▶ [Work request]:
Nothing below is to be printed except the lines between the line holding "filename diary-core/src/store.rs" and the line holding "pub fn persist(&mut", inclusive, each exactly as it appears.

▶ [Supplied information]:

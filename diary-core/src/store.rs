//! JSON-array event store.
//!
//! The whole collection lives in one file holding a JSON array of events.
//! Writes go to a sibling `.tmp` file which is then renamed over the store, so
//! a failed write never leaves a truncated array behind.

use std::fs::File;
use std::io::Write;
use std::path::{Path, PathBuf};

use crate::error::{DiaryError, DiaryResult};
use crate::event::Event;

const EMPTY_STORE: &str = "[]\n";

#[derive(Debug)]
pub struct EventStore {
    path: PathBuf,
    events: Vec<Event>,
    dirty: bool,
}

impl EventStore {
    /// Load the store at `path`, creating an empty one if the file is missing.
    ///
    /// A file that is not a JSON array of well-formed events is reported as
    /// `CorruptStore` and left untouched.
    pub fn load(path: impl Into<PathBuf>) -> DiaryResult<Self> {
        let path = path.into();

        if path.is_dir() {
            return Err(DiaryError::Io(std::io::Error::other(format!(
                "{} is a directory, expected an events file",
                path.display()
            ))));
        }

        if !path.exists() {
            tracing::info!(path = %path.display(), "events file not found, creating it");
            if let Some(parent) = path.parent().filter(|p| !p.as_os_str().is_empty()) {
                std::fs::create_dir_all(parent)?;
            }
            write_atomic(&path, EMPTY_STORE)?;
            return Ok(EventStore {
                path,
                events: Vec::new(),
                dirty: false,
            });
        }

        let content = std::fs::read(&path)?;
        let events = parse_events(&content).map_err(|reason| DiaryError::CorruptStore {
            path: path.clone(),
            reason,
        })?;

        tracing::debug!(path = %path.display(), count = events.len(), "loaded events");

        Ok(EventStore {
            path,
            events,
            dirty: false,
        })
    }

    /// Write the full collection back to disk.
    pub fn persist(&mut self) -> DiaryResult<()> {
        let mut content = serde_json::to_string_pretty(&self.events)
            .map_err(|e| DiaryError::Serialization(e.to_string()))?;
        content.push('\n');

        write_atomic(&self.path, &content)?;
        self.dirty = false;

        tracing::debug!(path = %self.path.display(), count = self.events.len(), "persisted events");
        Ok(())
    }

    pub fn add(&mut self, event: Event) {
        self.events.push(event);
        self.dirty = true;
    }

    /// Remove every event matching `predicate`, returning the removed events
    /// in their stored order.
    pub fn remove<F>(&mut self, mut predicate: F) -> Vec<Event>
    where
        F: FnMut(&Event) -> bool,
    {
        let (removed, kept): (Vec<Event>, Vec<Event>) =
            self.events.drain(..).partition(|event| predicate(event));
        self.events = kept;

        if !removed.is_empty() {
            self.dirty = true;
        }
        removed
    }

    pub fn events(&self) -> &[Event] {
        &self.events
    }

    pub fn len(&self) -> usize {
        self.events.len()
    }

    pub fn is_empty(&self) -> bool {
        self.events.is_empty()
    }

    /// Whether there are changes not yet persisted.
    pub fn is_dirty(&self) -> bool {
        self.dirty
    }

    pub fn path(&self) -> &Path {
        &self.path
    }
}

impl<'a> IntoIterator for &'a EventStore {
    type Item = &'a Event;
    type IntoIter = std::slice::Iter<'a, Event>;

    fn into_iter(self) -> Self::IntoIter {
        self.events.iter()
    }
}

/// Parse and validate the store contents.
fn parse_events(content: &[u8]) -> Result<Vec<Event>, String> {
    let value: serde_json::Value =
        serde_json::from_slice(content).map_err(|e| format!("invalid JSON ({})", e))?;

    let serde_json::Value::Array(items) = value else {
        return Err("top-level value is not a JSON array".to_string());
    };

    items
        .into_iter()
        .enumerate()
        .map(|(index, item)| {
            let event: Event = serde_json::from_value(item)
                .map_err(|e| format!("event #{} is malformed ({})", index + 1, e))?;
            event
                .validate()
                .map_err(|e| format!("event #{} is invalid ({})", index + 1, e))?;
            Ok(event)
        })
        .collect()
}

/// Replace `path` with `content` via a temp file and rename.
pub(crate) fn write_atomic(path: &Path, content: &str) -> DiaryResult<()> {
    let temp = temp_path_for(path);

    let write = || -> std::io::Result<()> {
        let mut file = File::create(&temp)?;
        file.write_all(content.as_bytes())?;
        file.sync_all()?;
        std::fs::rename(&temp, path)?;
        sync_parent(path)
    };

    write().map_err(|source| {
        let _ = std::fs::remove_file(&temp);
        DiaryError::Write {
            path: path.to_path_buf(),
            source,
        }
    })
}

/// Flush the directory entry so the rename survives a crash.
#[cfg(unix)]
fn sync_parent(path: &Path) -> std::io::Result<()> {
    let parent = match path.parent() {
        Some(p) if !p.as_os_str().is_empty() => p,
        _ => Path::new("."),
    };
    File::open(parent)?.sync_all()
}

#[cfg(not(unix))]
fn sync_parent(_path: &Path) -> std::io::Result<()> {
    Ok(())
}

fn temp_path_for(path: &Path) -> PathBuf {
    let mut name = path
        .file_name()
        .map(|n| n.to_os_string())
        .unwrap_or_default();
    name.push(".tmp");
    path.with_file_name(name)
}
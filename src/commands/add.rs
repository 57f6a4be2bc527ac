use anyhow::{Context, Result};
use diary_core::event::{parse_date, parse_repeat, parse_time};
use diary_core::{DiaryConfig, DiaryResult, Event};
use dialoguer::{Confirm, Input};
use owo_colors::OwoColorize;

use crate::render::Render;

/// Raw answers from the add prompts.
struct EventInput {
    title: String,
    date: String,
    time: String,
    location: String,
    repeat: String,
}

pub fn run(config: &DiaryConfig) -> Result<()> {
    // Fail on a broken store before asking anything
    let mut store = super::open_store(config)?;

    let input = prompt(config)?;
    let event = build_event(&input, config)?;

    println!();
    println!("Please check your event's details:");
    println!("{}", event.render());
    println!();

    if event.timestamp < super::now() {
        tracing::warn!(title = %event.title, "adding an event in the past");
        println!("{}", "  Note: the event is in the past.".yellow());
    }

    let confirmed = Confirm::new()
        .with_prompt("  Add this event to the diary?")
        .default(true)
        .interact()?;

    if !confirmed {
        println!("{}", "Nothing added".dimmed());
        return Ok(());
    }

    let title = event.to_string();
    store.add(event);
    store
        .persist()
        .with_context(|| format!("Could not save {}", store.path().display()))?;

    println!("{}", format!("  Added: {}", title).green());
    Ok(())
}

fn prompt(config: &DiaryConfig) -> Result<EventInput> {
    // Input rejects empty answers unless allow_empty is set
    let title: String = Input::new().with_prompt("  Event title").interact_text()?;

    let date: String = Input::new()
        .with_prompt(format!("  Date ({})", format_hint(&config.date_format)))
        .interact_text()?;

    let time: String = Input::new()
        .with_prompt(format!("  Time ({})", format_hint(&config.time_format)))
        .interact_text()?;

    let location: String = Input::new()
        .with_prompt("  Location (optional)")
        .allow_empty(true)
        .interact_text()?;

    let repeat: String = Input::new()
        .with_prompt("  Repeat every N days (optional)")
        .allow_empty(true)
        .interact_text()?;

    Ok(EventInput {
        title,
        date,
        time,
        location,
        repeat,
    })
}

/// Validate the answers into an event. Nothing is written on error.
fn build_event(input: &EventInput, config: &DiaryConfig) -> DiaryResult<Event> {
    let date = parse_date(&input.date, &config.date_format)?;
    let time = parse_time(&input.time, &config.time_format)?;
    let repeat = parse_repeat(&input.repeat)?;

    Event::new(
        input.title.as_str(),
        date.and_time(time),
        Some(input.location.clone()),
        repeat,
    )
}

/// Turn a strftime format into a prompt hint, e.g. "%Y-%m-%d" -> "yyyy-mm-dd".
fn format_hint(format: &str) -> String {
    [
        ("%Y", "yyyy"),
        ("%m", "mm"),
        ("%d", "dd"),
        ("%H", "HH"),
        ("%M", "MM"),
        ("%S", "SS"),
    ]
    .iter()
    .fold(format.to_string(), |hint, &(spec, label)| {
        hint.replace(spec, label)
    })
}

--

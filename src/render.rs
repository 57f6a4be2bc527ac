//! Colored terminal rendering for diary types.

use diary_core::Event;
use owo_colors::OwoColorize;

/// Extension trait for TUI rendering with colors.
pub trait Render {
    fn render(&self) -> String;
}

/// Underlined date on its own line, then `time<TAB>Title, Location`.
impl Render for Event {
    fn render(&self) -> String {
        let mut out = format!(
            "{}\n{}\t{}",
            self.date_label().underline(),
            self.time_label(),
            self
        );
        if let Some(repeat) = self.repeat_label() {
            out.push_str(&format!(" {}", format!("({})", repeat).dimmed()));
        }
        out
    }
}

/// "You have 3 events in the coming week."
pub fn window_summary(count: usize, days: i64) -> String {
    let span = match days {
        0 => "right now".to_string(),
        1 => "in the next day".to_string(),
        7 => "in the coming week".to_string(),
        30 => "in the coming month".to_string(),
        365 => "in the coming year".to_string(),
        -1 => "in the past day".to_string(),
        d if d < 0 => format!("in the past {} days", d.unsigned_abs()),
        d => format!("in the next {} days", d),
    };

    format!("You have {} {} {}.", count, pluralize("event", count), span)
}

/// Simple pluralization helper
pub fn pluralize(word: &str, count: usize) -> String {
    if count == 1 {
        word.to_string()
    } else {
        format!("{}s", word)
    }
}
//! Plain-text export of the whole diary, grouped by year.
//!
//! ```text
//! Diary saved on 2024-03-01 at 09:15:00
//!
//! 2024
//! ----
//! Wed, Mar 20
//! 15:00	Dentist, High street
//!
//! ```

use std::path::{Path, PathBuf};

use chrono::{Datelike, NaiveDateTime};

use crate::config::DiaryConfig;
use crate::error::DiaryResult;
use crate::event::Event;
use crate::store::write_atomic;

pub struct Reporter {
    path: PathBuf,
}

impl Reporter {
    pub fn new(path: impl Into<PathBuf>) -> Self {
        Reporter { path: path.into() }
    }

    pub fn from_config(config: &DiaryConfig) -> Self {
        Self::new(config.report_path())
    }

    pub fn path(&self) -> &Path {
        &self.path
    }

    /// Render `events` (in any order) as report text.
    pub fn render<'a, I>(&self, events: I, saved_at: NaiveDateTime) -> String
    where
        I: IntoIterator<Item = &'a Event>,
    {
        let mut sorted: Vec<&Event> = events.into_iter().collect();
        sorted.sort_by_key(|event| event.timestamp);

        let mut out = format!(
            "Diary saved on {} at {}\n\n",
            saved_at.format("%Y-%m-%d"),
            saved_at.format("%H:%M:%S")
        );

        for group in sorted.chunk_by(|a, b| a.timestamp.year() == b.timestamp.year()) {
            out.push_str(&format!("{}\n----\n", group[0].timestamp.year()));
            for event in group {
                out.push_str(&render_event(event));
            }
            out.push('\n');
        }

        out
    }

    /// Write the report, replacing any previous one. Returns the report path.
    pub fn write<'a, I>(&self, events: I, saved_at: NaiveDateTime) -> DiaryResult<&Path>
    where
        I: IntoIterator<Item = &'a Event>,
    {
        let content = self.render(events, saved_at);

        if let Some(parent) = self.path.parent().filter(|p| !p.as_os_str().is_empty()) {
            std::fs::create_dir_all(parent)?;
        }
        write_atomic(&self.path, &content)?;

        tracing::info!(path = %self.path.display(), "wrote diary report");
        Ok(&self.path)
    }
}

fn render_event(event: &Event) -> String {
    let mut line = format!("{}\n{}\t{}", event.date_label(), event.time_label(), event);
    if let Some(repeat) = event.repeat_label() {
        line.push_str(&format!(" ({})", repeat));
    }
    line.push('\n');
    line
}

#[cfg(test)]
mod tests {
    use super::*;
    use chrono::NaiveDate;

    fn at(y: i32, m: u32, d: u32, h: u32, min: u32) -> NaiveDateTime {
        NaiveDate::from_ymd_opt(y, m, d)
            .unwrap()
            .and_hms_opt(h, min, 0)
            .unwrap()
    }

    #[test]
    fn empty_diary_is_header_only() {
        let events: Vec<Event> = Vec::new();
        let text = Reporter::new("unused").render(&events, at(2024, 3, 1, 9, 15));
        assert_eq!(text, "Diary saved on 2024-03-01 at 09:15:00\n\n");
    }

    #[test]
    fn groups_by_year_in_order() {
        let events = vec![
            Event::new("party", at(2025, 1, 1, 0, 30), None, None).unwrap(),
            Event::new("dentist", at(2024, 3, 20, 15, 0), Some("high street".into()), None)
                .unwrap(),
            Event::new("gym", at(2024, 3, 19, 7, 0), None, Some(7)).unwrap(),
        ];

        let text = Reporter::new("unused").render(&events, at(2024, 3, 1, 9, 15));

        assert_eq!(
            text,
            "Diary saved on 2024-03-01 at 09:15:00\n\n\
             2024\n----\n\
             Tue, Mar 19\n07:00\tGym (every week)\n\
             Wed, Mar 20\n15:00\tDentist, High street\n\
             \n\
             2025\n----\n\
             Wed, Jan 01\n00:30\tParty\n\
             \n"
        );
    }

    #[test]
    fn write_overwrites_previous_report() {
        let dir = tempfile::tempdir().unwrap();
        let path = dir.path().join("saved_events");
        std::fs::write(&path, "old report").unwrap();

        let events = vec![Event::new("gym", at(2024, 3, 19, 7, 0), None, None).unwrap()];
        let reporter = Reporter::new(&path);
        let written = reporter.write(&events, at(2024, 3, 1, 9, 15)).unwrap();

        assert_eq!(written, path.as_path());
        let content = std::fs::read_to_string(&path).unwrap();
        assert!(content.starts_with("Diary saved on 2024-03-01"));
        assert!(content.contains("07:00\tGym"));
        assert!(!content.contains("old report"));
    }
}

--

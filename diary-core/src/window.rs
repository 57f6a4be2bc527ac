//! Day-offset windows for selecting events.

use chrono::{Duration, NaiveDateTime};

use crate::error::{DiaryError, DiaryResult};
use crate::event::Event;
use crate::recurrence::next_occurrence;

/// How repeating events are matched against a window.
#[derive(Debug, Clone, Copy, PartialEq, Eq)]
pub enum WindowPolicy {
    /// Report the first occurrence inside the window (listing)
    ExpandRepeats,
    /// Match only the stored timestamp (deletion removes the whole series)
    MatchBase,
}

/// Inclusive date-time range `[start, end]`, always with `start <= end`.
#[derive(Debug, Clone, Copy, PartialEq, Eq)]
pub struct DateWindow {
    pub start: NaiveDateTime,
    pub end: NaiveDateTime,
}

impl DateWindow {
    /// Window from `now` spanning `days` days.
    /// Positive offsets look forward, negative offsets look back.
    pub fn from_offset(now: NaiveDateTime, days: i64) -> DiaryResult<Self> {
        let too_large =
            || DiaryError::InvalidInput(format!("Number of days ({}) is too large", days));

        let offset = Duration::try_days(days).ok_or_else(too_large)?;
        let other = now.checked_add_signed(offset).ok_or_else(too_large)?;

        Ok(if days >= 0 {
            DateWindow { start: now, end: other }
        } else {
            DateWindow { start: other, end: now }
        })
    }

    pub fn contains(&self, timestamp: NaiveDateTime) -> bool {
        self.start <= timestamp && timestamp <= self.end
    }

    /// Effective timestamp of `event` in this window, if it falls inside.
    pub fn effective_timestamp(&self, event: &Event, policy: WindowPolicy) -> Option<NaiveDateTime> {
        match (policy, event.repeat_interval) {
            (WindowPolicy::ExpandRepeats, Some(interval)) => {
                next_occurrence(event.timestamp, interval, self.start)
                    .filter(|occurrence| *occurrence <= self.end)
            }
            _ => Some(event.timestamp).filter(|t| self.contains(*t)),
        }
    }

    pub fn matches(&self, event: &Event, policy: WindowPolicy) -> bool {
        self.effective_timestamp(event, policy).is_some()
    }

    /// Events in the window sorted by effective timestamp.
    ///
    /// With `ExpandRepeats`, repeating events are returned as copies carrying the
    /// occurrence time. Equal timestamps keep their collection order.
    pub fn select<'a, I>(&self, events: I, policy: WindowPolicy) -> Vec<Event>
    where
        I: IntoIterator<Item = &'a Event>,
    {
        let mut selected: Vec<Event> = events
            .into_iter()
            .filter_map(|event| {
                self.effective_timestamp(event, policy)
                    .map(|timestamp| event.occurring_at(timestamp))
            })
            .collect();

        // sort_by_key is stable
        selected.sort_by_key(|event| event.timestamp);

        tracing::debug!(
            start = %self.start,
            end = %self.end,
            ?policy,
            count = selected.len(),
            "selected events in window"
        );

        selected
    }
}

▶ [Result of this exercise]:
filename diary-core/src/store.rs
//! JSON-array event store.
//!
//! The whole collection lives in one file holding a JSON array of events.
//! Writes go to a sibling `.tmp` file which is then renamed over the store, so
//! a failed write never leaves a truncated array behind.

use std::fs::File;
use std::io::Write;
use std::path::{Path, PathBuf};

use crate::error::{DiaryError, DiaryResult};
use crate::event::Event;

const EMPTY_STORE: &str = "[]\n";

#[derive(Debug)]
pub struct EventStore {
    path: PathBuf,
    events: Vec<Event>,
    dirty: bool,
}

impl EventStore {
    /// Load the store at `path`, creating an empty one if the file is missing.
    ///
    /// A file that is not a JSON array of well-formed events is reported as
    /// `CorruptStore` and left untouched.
    pub fn load(path: impl Into<PathBuf>) -> DiaryResult<Self> {
        let path = path.into();

        if path.is_dir() {
            return Err(DiaryError::Io(std::io::Error::other(format!(
                "{} is a directory, expected an events file",
                path.display()
            ))));
        }

        if !path.exists() {
            tracing::info!(path = %path.display(), "events file not found, creating it");
            if let Some(parent) = path.parent().filter(|p| !p.as_os_str().is_empty()) {
                std::fs::create_dir_all(parent)?;
            }
            write_atomic(&path, EMPTY_STORE)?;
            return Ok(EventStore {
                path,
                events: Vec::new(),
                dirty: false,
            });
        }

        let content = std::fs::read(&path)?;
        let events = parse_events(&content).map_err(|reason| DiaryError::CorruptStore {
            path: path.clone(),
            reason,
        })?;

        tracing::debug!(path = %path.display(), count = events.len(), "loaded events");

        Ok(EventStore {
            path,
            events,
            dirty: false,
        })
    }

    /// Write the full collection back to disk.
    pub fn persist(&mut self) -> DiaryResult<()> {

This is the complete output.